## [WORK INSTRUCTIONS]
Count the lines in the records below that contain the word "first", and give only that count.

## [Stored data entries]
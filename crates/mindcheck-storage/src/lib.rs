//! mindcheck-storage
//!
//! Session-scoped key-value storage and the append-only result store
//! built on top of it.

pub mod error;
pub mod results;
pub mod session;
pub mod state;
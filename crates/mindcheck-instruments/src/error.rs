use thiserror::Error;

use mindcheck_storage::error::StorageError;

#[derive(Debug, Error)]
pub enum InstrumentError {
    #[error("unknown test: {0}")]
    UnknownTest(String),

    #[error("invalid catalog: {0}")]
    InvalidCatalog(String),

    #[error("catalog is not valid JSON: {0}")]
    CatalogParse(#[from] serde_json::Error),

    #[error("question {index} is not the current question (current: {current})")]
    OutOfSequence { index: usize, current: usize },

    #[error("option {option} does not exist for question '{question_id}'")]
    InvalidOption { question_id: String, option: usize },

    #[error("run {0} is already completed")]
    RunCompleted(uuid::Uuid),

    #[error("failed to store result: {0}")]
    Storage(#[from] StorageError),
}
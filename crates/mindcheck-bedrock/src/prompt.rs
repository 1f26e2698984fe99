//! Prompt builders for suggestion and analysis requests.

use mindcheck_core::models::result::TestResult;
use mindcheck_core::models::suggestion::SuggestionAnswers;
use mindcheck_instruments::catalog::Catalog;

pub const ANALYSIS_SYSTEM_PROMPT: &str = "You are a mental health assistant providing analysis \
of screening test results. You are not a licensed therapist or doctor. Always include \
disclaimers about seeking professional help and that these are screening tools, not \
diagnostic instruments.";

/// Build the prompt asking the model to pick one test for the user.
///
/// Embeds the four answers, the catalog grouped by category, and the full
/// list of valid test IDs.
pub fn suggestion_prompt(answers: &SuggestionAnswers, catalog: &Catalog) -> String {
    let mut prompt = String::from(
        "Based on the following user responses, suggest the most appropriate mental health \
         screening test from our available options. Consider the symptoms, duration, and \
         overall pattern.\n\n",
    );

    prompt.push_str("User's responses:\n");
    prompt.push_str(&format!("1. Current feelings: {}\n", answers.feeling));
    prompt.push_str(&format!("2. Main concerns: {}\n", answers.concerns));
    prompt.push_str(&format!("3. Duration of symptoms: {}\n", answers.duration));
    prompt.push_str(&format!("4. Primary symptoms: {}\n\n", answers.symptoms));

    prompt.push_str("Available tests by category:\n");
    let groups: Vec<String> = catalog
        .grouped_by_category()
        .into_iter()
        .map(|(category, tests)| {
            let lines: Vec<String> = tests
                .iter()
                .map(|t| format!("- {} ({}): {}", t.name, t.id, t.description))
                .collect();
            format!("{}:\n{}", category.to_uppercase(), lines.join("\n"))
        })
        .collect();
    prompt.push_str(&groups.join("\n\n"));

    let ids: Vec<&str> = catalog.ids().collect();
    prompt.push_str(&format!(
        "\n\nPlease analyze the responses and suggest the most appropriate test ID from: {}. \
         Consider:\n",
        ids.join(", ")
    ));
    prompt.push_str("1. Symptom patterns and their alignment with specific disorders\n");
    prompt.push_str("2. Duration and severity of symptoms\n");
    prompt.push_str("3. Primary areas of concern\n");
    prompt.push_str("4. Potential comorbidities\n\n");
    prompt.push_str("Respond only with the most appropriate test ID.");
    prompt
}

/// Build the prompt asking for an analysis of completed results.
pub fn analysis_prompt(results: &[TestResult]) -> String {
    let mut prompt = String::from(
        "Based on the following mental health assessment results, provide a comprehensive \
         analysis and recommendations:\n\n",
    );

    for result in results {
        prompt.push_str(&format!("Test: {}\n", result.test_name));
        prompt.push_str(&format!("Score: {}\n", result.score));
        prompt.push_str(&format!(
            "Severity: {}\n",
            result.severity.as_deref().unwrap_or("not determined")
        ));
        prompt.push_str(&format!(
            "Description: {}\n\n",
            result.description.as_deref().unwrap_or("not available")
        ));

        prompt.push_str("Detailed Responses:\n");
        for answer in &result.answers {
            prompt.push_str(&format!(
                "- {}: {} ({} points)\n",
                answer.question_text, answer.answer, answer.value
            ));
        }
        prompt.push('\n');
    }

    prompt.push_str("Please provide:\n");
    prompt.push_str("1. A summary of the overall mental health status\n");
    prompt.push_str("2. Potential connections between different symptoms or conditions\n");
    prompt.push_str("3. Personalized recommendations for next steps\n");
    prompt.push_str("4. Self-care strategies that might be helpful\n");
    prompt.push_str("5. Important disclaimer that this is not a clinical diagnosis\n");
    prompt
}
use std::sync::Mutex;
use std::sync::atomic::{AtomicUsize, Ordering};
use std::time::Duration;

use async_trait::async_trait;
use mindcheck_bedrock::error::BedrockError;
use mindcheck_bedrock::generator::{GenerationRequest, TextGenerator};
use mindcheck_core::models::suggestion::SuggestionAnswers;

/// What a [`ScriptedGenerator`] does when called.
pub enum Script {
    Reply(&'static str),
    Fail,
    Hang,
}

/// A text generator with a fixed behavior that records what it was asked.
pub struct ScriptedGenerator {
    script: Script,
    calls: AtomicUsize,
    last_prompt: Mutex<Option<String>>,
    last_system_prompt: Mutex<Option<String>>,
}

impl ScriptedGenerator {
    pub fn new(script: Script) -> Self {
        Self {
            script,
            calls: AtomicUsize::new(0),
            last_prompt: Mutex::new(None),
            last_system_prompt: Mutex::new(None),
        }
    }

    pub fn calls(&self) -> usize {
        self.calls.load(Ordering::SeqCst)
    }

    pub fn last_prompt(&self) -> Option<String> {
        self.last_prompt.lock().unwrap().clone()
    }

    pub fn last_system_prompt(&self) -> Option<String> {
        self.last_system_prompt.lock().unwrap().clone()
    }
}

#[async_trait]
impl TextGenerator for ScriptedGenerator {
    async fn generate(&self, request: GenerationRequest<'_>) -> Result<String, BedrockError> {
        self.calls.fetch_add(1, Ordering::SeqCst);
        *self.last_prompt.lock().unwrap() = Some(request.prompt.to_string());
        *self.last_system_prompt.lock().unwrap() = request.system_prompt.map(str::to_string);

        match self.script {
            Script::Reply(text) => Ok(text.to_string()),
            Script::Fail => Err(BedrockError::Invocation("service unavailable".to_string())),
            Script::Hang => {
                tokio::time::sleep(Duration::from_secs(60)).await;
                Ok("depression-phq9".to_string())
            }
        }
    }
}

pub fn answers(feeling: &str, concerns: &str, duration: &str, symptoms: &str) -> SuggestionAnswers {
    SuggestionAnswers {
        feeling: feeling.to_string(),
        concerns: concerns.to_string(),
        duration: duration.to_string(),
        symptoms: symptoms.to_string(),
    }
}

pub fn depressed_answers() -> SuggestionAnswers {
    answers(
        "Sad, down, or depressed",
        "Changes in mood or emotional state",
        "More than 6 months",
        "Changes in sleep or appetite",
    )
}
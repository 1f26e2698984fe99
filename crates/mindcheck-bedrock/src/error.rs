use std::time::Duration;

use thiserror::Error;

#[derive(Debug, Error)]
pub enum BedrockError {
    #[error("model invocation failed: {0}")]
    Invocation(String),

    #[error("response parsing failed: {0}")]
    ResponseParse(String),

    #[error("model did not respond within {0:?}")]
    Timeout(Duration),

    #[error("model suggested a test outside the catalog: {0}")]
    UnknownTest(String),

    #[error("text generation is disabled")]
    Disabled,
}
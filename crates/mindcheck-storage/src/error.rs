use thiserror::Error;

#[derive(Debug, Error)]
pub enum StorageError {
    #[error("serialization error: {0}")]
    Serialization(#[from] serde_json::Error),

    #[error("session store lock poisoned")]
    Poisoned,

    #[error("session store error: {0}")]
    Backend(String),
}
//! Question flow for a single run of a test.
//!
//! A run moves through `Answering(0) .. Answering(n - 1)` and ends in
//! `Completed`. Reaching `Completed` scores the answers and appends exactly
//! one [`TestResult`] to the session's [`ResultStore`]. A completed run
//! cannot be restarted; start a new one from the catalog instead.

use std::sync::Arc;

use serde::Serialize;
use tracing::{debug, info};
use uuid::Uuid;

use mindcheck_core::models::answer::Answer;
use mindcheck_core::models::result::TestResult;
use mindcheck_storage::results::ResultStore;
use mindcheck_storage::session::SessionStore;

use crate::catalog::{Catalog, Question, Test};
use crate::error::InstrumentError;
use crate::scoring;

#[derive(Debug, Clone, Copy, PartialEq, Eq, Serialize)]
#[serde(tag = "state", rename_all = "snake_case")]
pub enum FlowState {
    Answering { index: usize },
    Completed,
}

/// How many questions of a run have an answer recorded.
#[derive(Debug, Clone, Copy, PartialEq, Eq, Serialize)]
pub struct Progress {
    pub answered: usize,
    pub total: usize,
}

/// Drives one user through one test's questions.
pub struct QuestionFlow<S> {
    run_id: Uuid,
    test: Arc<Test>,
    answers: Vec<Answer>,
    state: FlowState,
    results: ResultStore<S>,
    result: Option<TestResult>,
}

impl<S: SessionStore> QuestionFlow<S> {
    /// Start a run of `test_id`. Every answer begins unanswered.
    pub fn start(
        catalog: &Catalog,
        test_id: &str,
        results: ResultStore<S>,
    ) -> Result<Self, InstrumentError> {
        let test = catalog
            .find_test(test_id)
            .ok_or_else(|| InstrumentError::UnknownTest(test_id.to_string()))?;
        Self::for_test(Arc::clone(test), results)
    }

    /// Start a run of a test that is already in hand.
    pub fn for_test(test: Arc<Test>, results: ResultStore<S>) -> Result<Self, InstrumentError> {
        if test.questions.is_empty() {
            return Err(InstrumentError::InvalidCatalog(format!(
                "test '{}' has no questions",
                test.id
            )));
        }

        let answers = test
            .questions
            .iter()
            .map(|q| Answer::unanswered(&q.id, &q.text))
            .collect();
        let run_id = Uuid::new_v4();

        info!(run_id = %run_id, test_id = %test.id, "run started");

        Ok(Self {
            run_id,
            test,
            answers,
            state: FlowState::Answering { index: 0 },
            results,
            result: None,
        })
    }

    /// Record the chosen option for the current question.
    ///
    /// Answering the last question completes the run: the answers are
    /// scored and the result is appended to the result store. If the append
    /// fails the run stays on the last question so the answer can be
    /// submitted again.
    pub fn answer(&mut self, index: usize, option: usize) -> Result<FlowState, InstrumentError> {
        let current = match self.state {
            FlowState::Answering { index } => index,
            FlowState::Completed => return Err(InstrumentError::RunCompleted(self.run_id)),
        };
        if index != current {
            return Err(InstrumentError::OutOfSequence { index, current });
        }

        let question = &self.test.questions[index];
        let chosen = question
            .options
            .get(option)
            .ok_or_else(|| InstrumentError::InvalidOption {
                question_id: question.id.clone(),
                option,
            })?;

        let answer = &mut self.answers[index];
        answer.answer = chosen.text.clone();
        answer.value = chosen.value;
        debug!(run_id = %self.run_id, index, value = chosen.value, "answer recorded");

        if index + 1 < self.question_count() {
            self.state = FlowState::Answering { index: index + 1 };
        } else {
            self.complete()?;
        }
        Ok(self.state)
    }

    /// Move past the current question without recording an answer.
    ///
    /// Only valid before the last question; otherwise nothing changes.
    pub fn skip(&mut self, index: usize) -> FlowState {
        if let FlowState::Answering { index: current } = self.state
            && index == current
            && index + 1 < self.question_count()
        {
            debug!(run_id = %self.run_id, index, "question skipped");
            self.state = FlowState::Answering { index: index + 1 };
        }
        self.state
    }

    /// Return to the previous question. Recorded answers are kept.
    ///
    /// Only valid after the first question; otherwise nothing changes.
    pub fn back(&mut self, index: usize) -> FlowState {
        if let FlowState::Answering { index: current } = self.state
            && index == current
            && index > 0
        {
            self.state = FlowState::Answering { index: index - 1 };
        }
        self.state
    }

    fn complete(&mut self) -> Result<(), InstrumentError> {
        let outcome = scoring::score(&self.test, &self.answers);
        let result = TestResult {
            run_id: self.run_id,
            test_id: self.test.id.clone(),
            test_name: self.test.name.clone(),
            score: outcome.total,
            severity: outcome.severity().map(str::to_string),
            description: outcome.description().map(str::to_string),
            answers: self.answers.clone(),
            completed_at: jiff::Timestamp::now(),
        };

        self.results.append(&result)?;

        info!(
            run_id = %self.run_id,
            test_id = %self.test.id,
            total = result.score,
            severity = result.severity.as_deref().unwrap_or("none"),
            "run completed"
        );

        self.result = Some(result);
        self.state = FlowState::Completed;
        Ok(())
    }

    pub fn run_id(&self) -> Uuid {
        self.run_id
    }

    pub fn test(&self) -> &Test {
        &self.test
    }

    pub fn state(&self) -> FlowState {
        self.state
    }

    pub fn is_completed(&self) -> bool {
        self.state == FlowState::Completed
    }

    /// The question awaiting an answer, `None` once completed.
    pub fn current_question(&self) -> Option<&Question> {
        match self.state {
            FlowState::Answering { index } => self.test.questions.get(index),
            FlowState::Completed => None,
        }
    }

    pub fn answers(&self) -> &[Answer] {
        &self.answers
    }

    pub fn progress(&self) -> Progress {
        Progress {
            answered: self.answers.iter().filter(|a| a.is_answered()).count(),
            total: self.question_count(),
        }
    }

    /// The recorded result, available once completed.
    pub fn result(&self) -> Option<&TestResult> {
        self.result.as_ref()
    }

    fn question_count(&self) -> usize {
        self.test.questions.len()
    }
}
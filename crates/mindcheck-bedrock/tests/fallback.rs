mod common;

use mindcheck_bedrock::fallback::{self, score_all};
use mindcheck_instruments::catalog::Catalog;

use common::{answers, depressed_answers};

fn score_of(scores: &[(String, i32)], id: &str) -> i32 {
    scores.iter().find(|(t, _)| t == id).map(|(_, s)| *s).unwrap()
}

#[test]
fn depressed_answers_pick_depression() {
    let catalog = Catalog::builtin().unwrap();
    let scores = score_all(&catalog, &depressed_answers());

    // sad + down + depressed in feeling (3 x 2), sleep + appetite in
    // symptoms (2 x 1), and the duration bonus.
    assert_eq!(score_of(&scores, "depression-phq9"), 9);
    // sleep keyword in symptoms plus the sleep bonus.
    assert_eq!(score_of(&scores, "insomnia-isi"), 3);
    // "emotional" in concerns plus the duration bonus.
    assert_eq!(score_of(&scores, "borderline-msi"), 3);
    assert_eq!(score_of(&scores, "anxiety-gad7"), 1);

    assert_eq!(fallback::suggest(&catalog, &depressed_answers()), "depression-phq9");
}

#[test]
fn keyword_matching_ignores_case() {
    let catalog = Catalog::builtin().unwrap();
    let scores = score_all(&catalog, &answers("ANXIOUS and Worried", "", "", ""));
    assert_eq!(score_of(&scores, "anxiety-gad7"), 4);
}

#[test]
fn drinking_concerns_pick_alcohol() {
    let catalog = Catalog::builtin().unwrap();
    let chosen = fallback::suggest(
        &catalog,
        &answers(
            "Generally okay but concerned about specific issues",
            "I worry about my drinking",
            "2-4 weeks",
            "Problems with alcohol or substances",
        ),
    );
    assert_eq!(chosen, "alcohol-audit");

    let scores = score_all(
        &catalog,
        &answers("", "I worry about my drinking", "", "Problems with alcohol or substances"),
    );
    // drinking keyword (2) + alcohol in symptoms (1) + substance bonus (3).
    assert_eq!(score_of(&scores, "alcohol-audit"), 6);
}

#[test]
fn night_symptoms_pick_insomnia() {
    let catalog = Catalog::builtin().unwrap();
    let chosen = fallback::suggest(
        &catalog,
        &answers(
            "Having trouble with sleep or concentration",
            "Sleep problems or fatigue",
            "1-3 months",
            "Lying awake at night",
        ),
    );
    assert_eq!(chosen, "insomnia-isi");
}

#[test]
fn intrusive_thoughts_pick_ocd() {
    let catalog = Catalog::builtin().unwrap();
    let chosen = fallback::suggest(
        &catalog,
        &answers(
            "Experiencing intrusive thoughts or compulsions",
            "Persistent worry or anxiety",
            "Less than 2 weeks",
            "Repetitive thoughts or behaviors",
        ),
    );
    assert_eq!(chosen, "ocd-ybocs");
}

#[test]
fn duration_bonus_needs_plural_months_or_years() {
    let catalog = Catalog::builtin().unwrap();
    let year = score_all(&catalog, &answers("", "", "More than a year", ""));
    let years = score_all(&catalog, &answers("", "", "Several years", ""));
    let months = score_all(&catalog, &answers("", "", "3-6 months", ""));

    assert_eq!(score_of(&year, "depression-phq9"), 0);
    assert_eq!(score_of(&years, "depression-phq9"), 1);
    assert_eq!(score_of(&months, "anxiety-gad7"), 1);
    assert_eq!(score_of(&months, "borderline-msi"), 1);
    assert_eq!(score_of(&months, "bipolar-mdq"), 0);
}

#[test]
fn ties_go_to_the_earliest_catalog_test() {
    let catalog = Catalog::builtin().unwrap();
    // Nothing matches, every test scores zero.
    assert_eq!(
        fallback::suggest(&catalog, &answers("", "", "", "")),
        catalog.tests()[0].id
    );
    // "mood swings" scores bipolar and borderline equally; bipolar is listed first.
    let chosen = fallback::suggest(&catalog, &answers("mood swings", "", "", ""));
    assert_eq!(chosen, "bipolar-mdq");
}

#[test]
fn keywords_for_tests_outside_the_catalog_are_ignored() {
    let json = r#"[{"id": "insomnia-isi", "name": "ISI", "description": "", "instructions": "",
        "questions": [{"id": "q", "text": "Q", "options": [{"value": 0, "text": "None"}]}],
        "scoring": {"ranges": [{"min": 0, "max": 0, "severity": "none", "description": ""}]}}]"#;
    let catalog = Catalog::from_json(json).unwrap();

    let scores = score_all(&catalog, &depressed_answers());
    assert_eq!(scores.len(), 1);
    assert_eq!(fallback::suggest(&catalog, &depressed_answers()), "insomnia-isi");
}

#[test]
fn fallback_is_repeatable() {
    let catalog = Catalog::builtin().unwrap();
    let first = fallback::suggest(&catalog, &depressed_answers()).to_string();
    for _ in 0..5 {
        assert_eq!(fallback::suggest(&catalog, &depressed_answers()), first);
    }
}
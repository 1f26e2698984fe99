use axum::extract::Request;
use axum::middleware::Next;
use axum::response::Response;

/// Request logging middleware.
///
/// Logs every API request as a structured `api_request` event carrying the
/// method, path, status and, for session routes, the session id. Request
/// bodies are never logged since they hold questionnaire answers.
pub async fn audit_log(req: Request, next: Next) -> Response {
    let method = req.method().clone();
    let path = req.uri().path().to_string();

    let response = next.run(req).await;

    tracing::info!(
        method = %method,
        path = %path,
        session_id = session_id_of(&path).unwrap_or("-"),
        status = response.status().as_u16(),
        "api_request"
    );

    response
}

/// The session id segment of a `/sessions/{session_id}/...` path.
pub fn session_id_of(path: &str) -> Option<&str> {
    path.strip_prefix("/sessions/")?
        .split('/')
        .next()
        .filter(|id| !id.is_empty())
}
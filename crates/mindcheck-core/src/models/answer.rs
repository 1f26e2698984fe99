use serde::{Deserialize, Serialize};
use ts_rs::TS;

/// Value recorded for a question the user has not answered.
///
/// Unanswered items are summed like any other answer, so each one lowers
/// the total by one.
pub const UNANSWERED_VALUE: i32 = -1;

/// The answer recorded for one question of a run.
#[derive(Debug, Clone, PartialEq, Eq, Serialize, Deserialize, TS)]
#[ts(export)]
pub struct Answer {
    pub question_id: String,
    pub question_text: String,
    /// Display text of the chosen option. Empty while unanswered.
    pub answer: String,
    pub value: i32,
}

impl Answer {
    /// A placeholder for a question that has not been answered yet.
    pub fn unanswered(question_id: impl Into<String>, question_text: impl Into<String>) -> Self {
        Self {
            question_id: question_id.into(),
            question_text: question_text.into(),
            answer: String::new(),
            value: UNANSWERED_VALUE,
        }
    }

    pub fn is_answered(&self) -> bool {
        self.value != UNANSWERED_VALUE || !self.answer.is_empty()
    }
}
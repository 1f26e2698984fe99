//! mindcheck-instruments
//!
//! Screening test definitions, the score-to-severity mapping, and the
//! question flow that drives one run of a test to completion.

pub mod catalog;
pub mod error;
pub mod flow;
pub mod scoring;
pub mod analysis;
pub mod catalog;
pub mod health;
pub mod results;
pub mod runs;
pub mod suggest;
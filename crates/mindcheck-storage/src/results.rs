use mindcheck_core::models::result::TestResult;
use mindcheck_core::session_keys;
use tracing::{info, warn};

use crate::error::StorageError;
use crate::session::SessionStore;
use crate::state;

/// Append-only collection of completed test results for one session.
///
/// All results live under a single key as one JSON array. Every append
/// rewrites the array with one `set`, so a reader never sees a partially
/// written result.
#[derive(Debug, Clone)]
pub struct ResultStore<S> {
    store: S,
}

impl<S: SessionStore> ResultStore<S> {
    pub fn new(store: S) -> Self {
        Self { store }
    }

    /// Append a completed result. Appending the same result twice records it
    /// twice.
    pub fn append(&self, result: &TestResult) -> Result<(), StorageError> {
        let mut results = self.read_all()?;
        results.push(result.clone());
        state::save_state(&self.store, session_keys::TEST_RESULTS, &results)?;

        info!(
            run_id = %result.run_id,
            test_id = %result.test_id,
            count = results.len(),
            "test result stored"
        );
        Ok(())
    }

    /// Read every stored result in append order.
    ///
    /// A missing entry reads as empty. So does an entry that no longer
    /// parses as a list of results.
    pub fn read_all(&self) -> Result<Vec<TestResult>, StorageError> {
        match state::load_state::<Vec<TestResult>>(&self.store, session_keys::TEST_RESULTS) {
            Ok(results) => Ok(results.unwrap_or_default()),
            Err(StorageError::Serialization(e)) => {
                warn!(error = %e, "stored test results are malformed, treating as empty");
                Ok(Vec::new())
            }
            Err(e) => Err(e),
        }
    }

    pub fn clear(&self) -> Result<(), StorageError> {
        self.store.remove(session_keys::TEST_RESULTS)
    }
}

## [SOLUTION TO THIS TASK]
4